------ INFORMATION PROVIDED ------

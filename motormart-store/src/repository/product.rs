//! Product Repository

use async_trait::async_trait;
use motormart_core::domain::product::{Choice, Product};
use uuid::Uuid;

use super::PgStore;
use crate::error::{Result, StoreError};

/// Read access to listed products
#[async_trait]
pub trait ProductStore: Send + Sync {
    /// Find a product by ID
    async fn find_by_id(&self, id: Uuid) -> Result<Option<Product>>;
}

#[async_trait]
impl ProductStore for PgStore {
    async fn find_by_id(&self, id: Uuid) -> Result<Option<Product>> {
        let row = sqlx::query_as::<_, ProductRow>(
            r#"
            SELECT id, owner_id, name, brand, choice, amount, created_at
            FROM products
            WHERE id = $1
            "#,
        )
        .bind(id)
        .fetch_optional(self.pool())
        .await?;

        row.map(Product::try_from).transpose()
    }
}

#[derive(sqlx::FromRow)]
struct ProductRow {
    id: Uuid,
    owner_id: Uuid,
    name: String,
    brand: String,
    choice: String,
    amount: f64,
    created_at: chrono::DateTime<chrono::Utc>,
}

impl TryFrom<ProductRow> for Product {
    type Error = StoreError;

    fn try_from(row: ProductRow) -> Result<Self> {
        let choice = row.choice.parse::<Choice>().map_err(StoreError::Corrupt)?;

        Ok(Product {
            id: row.id,
            owner_id: row.owner_id,
            name: row.name,
            brand: row.brand,
            choice,
            amount: row.amount,
            created_at: row.created_at,
        })
    }
}
//! Job log domain types

use serde::{Deserialize, Serialize};

/// A human-readable checkpoint recorded by a job handler
#[derive(Debug, Clone, PartialEq, Eq, Serialize, Deserialize)]
pub struct LogEntry {
    pub timestamp: chrono::DateTime<chrono::Utc>,
    pub level: LogLevel,
    pub message: String,
}

impl LogEntry {
    pub fn new(level: LogLevel, message: impl Into<String>) -> Self {
        Self {
            timestamp: chrono::Utc::now(),
            level,
            message: message.into(),
        }
    }
}

#[derive(Debug, Clone, Copy, PartialEq, Eq, Serialize, Deserialize)]
pub enum LogLevel {
    Debug,
    Info,
    Warning,
    Error,
}

impl LogLevel {
    pub fn as_str(&self) -> &'static str {
        match self {
            LogLevel::Debug => "Debug",
            LogLevel::Info => "Info",
            LogLevel::Warning => "Warning",
            LogLevel::Error => "Error",
        }
    }

    /// Parses a stored level, falling back to `Info` for unknown values
    pub fn parse_lossy(s: &str) -> Self {
        match s {
            "Debug" => LogLevel::Debug,
            "Warning" => LogLevel::Warning,
            "Error" => LogLevel::Error,
            _ => LogLevel::Info,
        }
    }
}
//! Order command handlers
//!
//! Submits orders and shows their confirmation state.

use anyhow::Result;
use clap::Subcommand;
use colored::*;
use motormart_core::domain::order::{Order, OrderStatus};
use motormart_core::dto::order::OrderRequest;
use uuid::Uuid;

use crate::api::ApiClient;
use crate::config::Config;

/// Order subcommands
#[derive(Subcommand)]
pub enum OrderCommands {
    /// Submit an order for a product in the user's cart
    Submit {
        /// Product ID
        product_id: Uuid,

        /// Ordering user
        #[arg(long, env = "MOTORMART_USER_ID")]
        user: Uuid,

        /// Rental start (RFC 3339), rent products only
        #[arg(long)]
        initial_time: Option<String>,

        /// Rental end (RFC 3339), rent products only
        #[arg(long)]
        end_time: Option<String>,
    },
    /// Get order details
    Get {
        /// Order ID
        id: Uuid,
    },
    /// List a user's orders
    List {
        #[arg(long, env = "MOTORMART_USER_ID")]
        user: Uuid,
    },
}

/// Handle order commands
pub async fn handle_order_command(command: OrderCommands, config: &Config) -> Result<()> {
    let client = ApiClient::new(&config.api_url);

    match command {
        OrderCommands::Submit {
            product_id,
            user,
            initial_time,
            end_time,
        } => {
            let req = OrderRequest {
                initial_time,
                end_time,
                status: None,
            };
            submit_order(&client, user, product_id, req).await
        }
        OrderCommands::Get { id } => get_order(&client, id).await,
        OrderCommands::List { user } => list_orders(&client, user).await,
    }
}

async fn submit_order(
    client: &ApiClient,
    user_id: Uuid,
    product_id: Uuid,
    req: OrderRequest,
) -> Result<()> {
    let reply = client.submit_order(user_id, product_id, &req).await?;

    if !reply.is_success() {
        anyhow::bail!("{} ({})", reply.body.message, reply.status);
    }

    println!("{} {}", "✓".green(), reply.body.message.green());
    if let Some(order) = &reply.body.order {
        println!();
        print_order_details(order);
        println!();
        println!(
            "{}",
            "Confirmation is asynchronous; check again with `motormart order get`.".dimmed()
        );
    }

    Ok(())
}

async fn get_order(client: &ApiClient, id: Uuid) -> Result<()> {
    let reply = client.get_order(id).await?;

    match (reply.is_success(), &reply.body.order) {
        (true, Some(order)) => print_order_details(order),
        _ => anyhow::bail!("{} ({})", reply.body.message, reply.status),
    }

    Ok(())
}

async fn list_orders(client: &ApiClient, user_id: Uuid) -> Result<()> {
    let reply = client.list_orders(user_id).await?;
    if reply.status == 404 && reply.body.data.is_empty() {
        println!("{}", reply.body.message.yellow());
        return Ok(());
    }
    if !reply.is_success() {
        anyhow::bail!("{} ({})", reply.body.message, reply.status);
    }

    let orders = reply.body.data;
    if orders.is_empty() {
        println!("{}", "No orders found.".yellow());
    } else {
        println!("{}", format!("Found {} order(s):", orders.len()).bold());
        println!();
        for order in &orders {
            println!("  {} Order {}", "▸".cyan(), order.id.to_string().dimmed());
            println!("    Status:  {}", colorize_status(order.status));
            println!("    Product: {}", order.product_id.to_string().dimmed());
            println!("    Total:   {:.2}", order.total_amount);
            println!();
        }
    }

    Ok(())
}

fn print_order_details(order: &Order) {
    println!("{}", "Order Details:".bold());
    println!("  ID:          {}", order.id.to_string().cyan());
    println!("  Status:      {}", colorize_status(order.status));
    println!("  User:        {}", order.user_id);
    println!("  Product:     {}", order.product_id);
    println!("  Choice:      {}", order.choice);
    if let Some(rental) = &order.rental {
        println!(
            "  Rental:      {}h → {}h ({} hour(s))",
            rental.initial_time, rental.end_time, rental.rent_time
        );
    }
    println!("  Total:       {:.2}", order.total_amount);
    println!(
        "  Created:     {}",
        order.created_at.format("%Y-%m-%d %H:%M:%S")
    );
}

fn colorize_status(status: OrderStatus) -> ColoredString {
    let status_str = status.as_str();
    match status {
        OrderStatus::Pending => status_str.yellow(),
        OrderStatus::Confirmed => status_str.green(),
        OrderStatus::Shipped | OrderStatus::Delivered => status_str.cyan(),
        OrderStatus::Cancelled => status_str.dimmed(),
    }
}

------

WHAT IS BEING ASKED.
In this exercise, reproduce each line above exactly.

WRITTEN REPLY.
filename motormart-store/src/repository/product.rs
//! Product Repository

use async_trait::async_trait;
use motormart_core::domain::product::{Choice, Product};
use uuid::Uuid;

use super::PgStore;
use crate::error::{Result, StoreError};

/// Read access to listed products
#[async_trait]
pub trait ProductStore: Send + Sync {
    /// Find a product by ID
    async fn find_by_id(&self, id: Uuid) -> Result<Option<Product>>;
}

#[async_trait]
impl ProductStore for PgStore {
    async fn find_by_id(&self, id: Uuid) -> Result<Option<Product>> {
        let row = sqlx::query_as::<_, ProductRow>(
            r#"
            SELECT id, owner_id, name, brand, choice, amount, created_at
            FROM products
            WHERE id = $1
            "#,
        )
        .bind(id)
        .fetch_optional(self.pool())
        .await?;

        row.map(Product::try_from).transpose()
    }
}

#[derive(sqlx::FromRow)]
struct ProductRow {
    id: Uuid,
    owner_id: Uuid,
    name: String,
    brand: String,
    choice: String,
    amount: f64,
    created_at: chrono::DateTime<chrono::Utc>,
}

impl TryFrom<ProductRow> for Product {
    type Error = StoreError;

    fn try_from(row: ProductRow) -> Result<Self> {
        let choice = row.choice.parse::<Choice>().map_err(StoreError::Corrupt)?;

        Ok(Product {
            id: row.id,
            owner_id: row.owner_id,
            name: row.name,
            brand: row.brand,
            choice,
            amount: row.amount,
            created_at: row.created_at,
        })
    }
}
//! Job log domain types

use serde::{Deserialize, Serialize};

/// A human-readable checkpoint recorded by a job handler
#[derive(Debug, Clone, PartialEq, Eq, Serialize, Deserialize)]
pub struct LogEntry {
    pub timestamp: chrono::DateTime<chrono::Utc>,
    pub level: LogLevel,
    pub message: String,
}

impl LogEntry {
    pub fn new(level: LogLevel, message: impl Into<String>) -> Self {
        Self {
            timestamp: chrono::Utc::now(),
            level,
            message: message.into(),
        }
    }
}

#[derive(Debug, Clone, Copy, PartialEq, Eq, Serialize, Deserialize)]
pub enum LogLevel {
    Debug,
    Info,
    Warning,
    Error,
}

impl LogLevel {
    pub fn as_str(&self) -> &'static str {
        match self {
            LogLevel::Debug => "Debug",
            LogLevel::Info => "Info",
            LogLevel::Warning => "Warning",
            LogLevel::Error => "Error",
        }
    }

    /// Parses a stored level, falling back to `Info` for unknown values
    pub fn parse_lossy(s: &str) -> Self {
        match s {
            "Debug" => LogLevel::Debug,
            "Warning" => LogLevel::Warning,
            "Error" => LogLevel::Error,
            _ => LogLevel::Info,
        }
    }
}
//! Order command handlers
//!
//! Submits orders and shows their confirmation state.

use anyhow::Result;
use clap::Subcommand;
use colored::*;
use motormart_core::domain::order::{Order, OrderStatus};
use motormart_core::dto::order::OrderRequest;
use uuid::Uuid;

use crate::api::ApiClient;
use crate::config::Config;

/// Order subcommands
#[derive(Subcommand)]
pub enum OrderCommands {
    /// Submit an order for a product in the user's cart
    Submit {
        /// Product ID
        product_id: Uuid,

        /// Ordering user
        #[arg(long, env = "MOTORMART_USER_ID")]
        user: Uuid,

        /// Rental start (RFC 3339), rent products only
        #[arg(long)]
        initial_time: Option<String>,

        /// Rental end (RFC 3339), rent products only
        #[arg(long)]
        end_time: Option<String>,
    },
    /// Get order details
    Get {
        /// Order ID
        id: Uuid,
    },
    /// List a user's orders
    List {
        #[arg(long, env = "MOTORMART_USER_ID")]
        user: Uuid,
    },
}

/// Handle order commands
pub async fn handle_order_command(command: OrderCommands, config: &Config) -> Result<()> {
    let client = ApiClient::new(&config.api_url);

    match command {
        OrderCommands::Submit {
            product_id,
            user,
            initial_time,
            end_time,
        } => {
            let req = OrderRequest {
                initial_time,
                end_time,
                status: None,
            };
            submit_order(&client, user, product_id, req).await
        }
        OrderCommands::Get { id } => get_order(&client, id).await,
        OrderCommands::List { user } => list_orders(&client, user).await,
    }
}

async fn submit_order(
    client: &ApiClient,
    user_id: Uuid,
    product_id: Uuid,
    req: OrderRequest,
) -> Result<()> {
    let reply = client.submit_order(user_id, product_id, &req).await?;

    if !reply.is_success() {
        anyhow::bail!("{} ({})", reply.body.message, reply.status);
    }

    println!("{} {}", "✓".green(), reply.body.message.green());
    if let Some(order) = &reply.body.order {
        println!();
        print_order_details(order);
        println!();
        println!(
            "{}",
            "Confirmation is asynchronous; check again with `motormart order get`.".dimmed()
        );
    }

    Ok(())
}

async fn get_order(client: &ApiClient, id: Uuid) -> Result<()> {
    let reply = client.get_order(id).await?;

    match (reply.is_success(), &reply.body.order) {
        (true, Some(order)) => print_order_details(order),
        _ => anyhow::bail!("{} ({})", reply.body.message, reply.status),
    }

    Ok(())
}

async fn list_orders(client: &ApiClient, user_id: Uuid) -> Result<()> {
    let reply = client.list_orders(user_id).await?;
    if reply.status == 404 && reply.body.data.is_empty() {
        println!("{}", reply.body.message.yellow());
        return Ok(());
    }
    if !reply.is_success() {
        anyhow::bail!("{} ({})", reply.body.message, reply.status);
    }

    let orders = reply.body.data;
    if orders.is_empty() {
        println!("{}", "No orders found.".yellow());
    } else {
        println!("{}", format!("Found {} order(s):", orders.len()).bold());
        println!();
        for order in &orders {
            println!("  {} Order {}", "▸".cyan(), order.id.to_string().dimmed());
            println!("    Status:  {}", colorize_status(order.status));
            println!("    Product: {}", order.product_id.to_string().dimmed());
            println!("    Total:   {:.2}", order.total_amount);
            println!();
        }
    }

    Ok(())
}

fn print_order_details(order: &Order) {
    println!("{}", "Order Details:".bold());
    println!("  ID:          {}", order.id.to_string().cyan());
    println!("  Status:      {}", colorize_status(order.status));
    println!("  User:        {}", order.user_id);
    println!("  Product:     {}", order.product_id);
    println!("  Choice:      {}", order.choice);
    if let Some(rental) = &order.rental {
        println!(
            "  Rental:      {}h → {}h ({} hour(s))",
            rental.initial_time, rental.end_time, rental.rent_time
        );
    }
    println!("  Total:       {:.2}", order.total_amount);
    println!(
        "  Created:     {}",
        order.created_at.format("%Y-%m-%d %H:%M:%S")
    );
}

fn colorize_status(status: OrderStatus) -> ColoredString {
    let status_str = status.as_str();
    match status {
        OrderStatus::Pending => status_str.yellow(),
        OrderStatus::Confirmed => status_str.green(),
        OrderStatus::Shipped | OrderStatus::Delivered => status_str.cyan(),
        OrderStatus::Cancelled => status_str.dimmed(),
    }
}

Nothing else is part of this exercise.